▸ WHAT NEEDS TO BE DONE
Please restate, word for word, the lines below that begin at the one with "use flate2::write::GzEncoder;" and end at the one with "base64-encodes a payload.". Leave out all other lines.

Saved data entries:
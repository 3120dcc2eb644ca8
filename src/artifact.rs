//! Storage encoding for XML payloads and rendered documents.
//!
//! Everything persisted goes through [`pack`] (gzip then base64). Older rows
//! hold raw text or uncompressed base64, so [`unpack`] sniffs the gzip magic
//! bytes instead of trusting the column.

use std::io::{Read, Write};

use base64::{Engine, engine::general_purpose::STANDARD as BASE64};
use flate2::Compression;
use flate2::read::GzDecoder;
use flate2::write::GzEncoder;

const GZIP_MAGIC: [u8; 2] = [0x1f, 0x8b];

#[derive(Debug, thiserror::Error)]
pub enum ArtifactError {
    #[error("gzip stream error: {0}")]
    Gzip(#[from] std::io::Error),
}

/// Compresses and base64-encodes a payload.
pub fn pack(data: impl AsRef<[u8]>) -> Result<String, ArtifactError> {
    let mut encoder = GzEncoder::new(Vec::new(), Compression::default());
    encoder.write_all(data.as_ref())?;
    Ok(BASE64.encode(encoder.finish()?))
}

/// Reverses [`pack`], tolerating legacy encodings.
///
/// - base64 of gzip: decompressed bytes
/// - base64 of anything else: decoded bytes
/// - not base64: the raw bytes of the stored value
pub fn unpack(stored: &str) -> Result<Vec<u8>, ArtifactError> {
    let trimmed = stored.trim();
    let Ok(decoded) = BASE64.decode(trimmed) else {
        return Ok(stored.as_bytes().to_vec());
    };

    if !decoded.starts_with(&GZIP_MAGIC) {
        return Ok(decoded);
    }

    let mut decoder = GzDecoder::new(decoded.as_slice());
    let mut out = Vec::new();
    decoder.read_to_end(&mut out)?;
    Ok(out)
}

/// [`unpack`] for text payloads such as XML.
pub fn unpack_text(stored: &str) -> Result<String, ArtifactError> {
    Ok(String::from_utf8_lossy(&unpack(stored)?).into_owned())
}

/// Whether the bytes start a gzip stream.
pub fn is_gzip(data: &[u8]) -> bool {
    data.starts_with(&GZIP_MAGIC)
}

#[cfg(test)]
mod tests {
    use super::*;

    #[test]
    fn test_pack_produces_gzip_base64() {
        let packed = pack("<NFSe/>").unwrap();
        let raw = BASE64.decode(&packed).unwrap();
        assert!(is_gzip(&raw));
        assert_eq!(unpack_text(&packed).unwrap(), "<NFSe/>");
    }

    #[test]
    fn test_raw_xml_row_is_tolerated() {
        let legacy = r#"<?xml version="1.0"?><DPS versao="1.00"></DPS>"#;
        assert_eq!(unpack_text(legacy).unwrap(), legacy);
    }

    #[test]
    fn test_uncompressed_base64_row_is_decoded() {
        let pdf = b"%PDF-1.4 fake";
        let stored = BASE64.encode(pdf);
        assert_eq!(unpack(&stored).unwrap(), pdf);
    }

    #[test]
    fn test_surrounding_whitespace_ignored() {
        let packed = format!("{}\n", pack("abc").unwrap());
        assert_eq!(unpack_text(&packed).unwrap(), "abc");
    }
}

▸ SOLVED EXERCISE
use flate2::write::GzEncoder;

const GZIP_MAGIC: [u8; 2] = [0x1f, 0x8b];

#[derive(Debug, thiserror::Error)]
pub enum ArtifactError {
    #[error("gzip stream error: {0}")]
    Gzip(#[from] std::io::Error),
}

/// Compresses and base64-encodes a payload.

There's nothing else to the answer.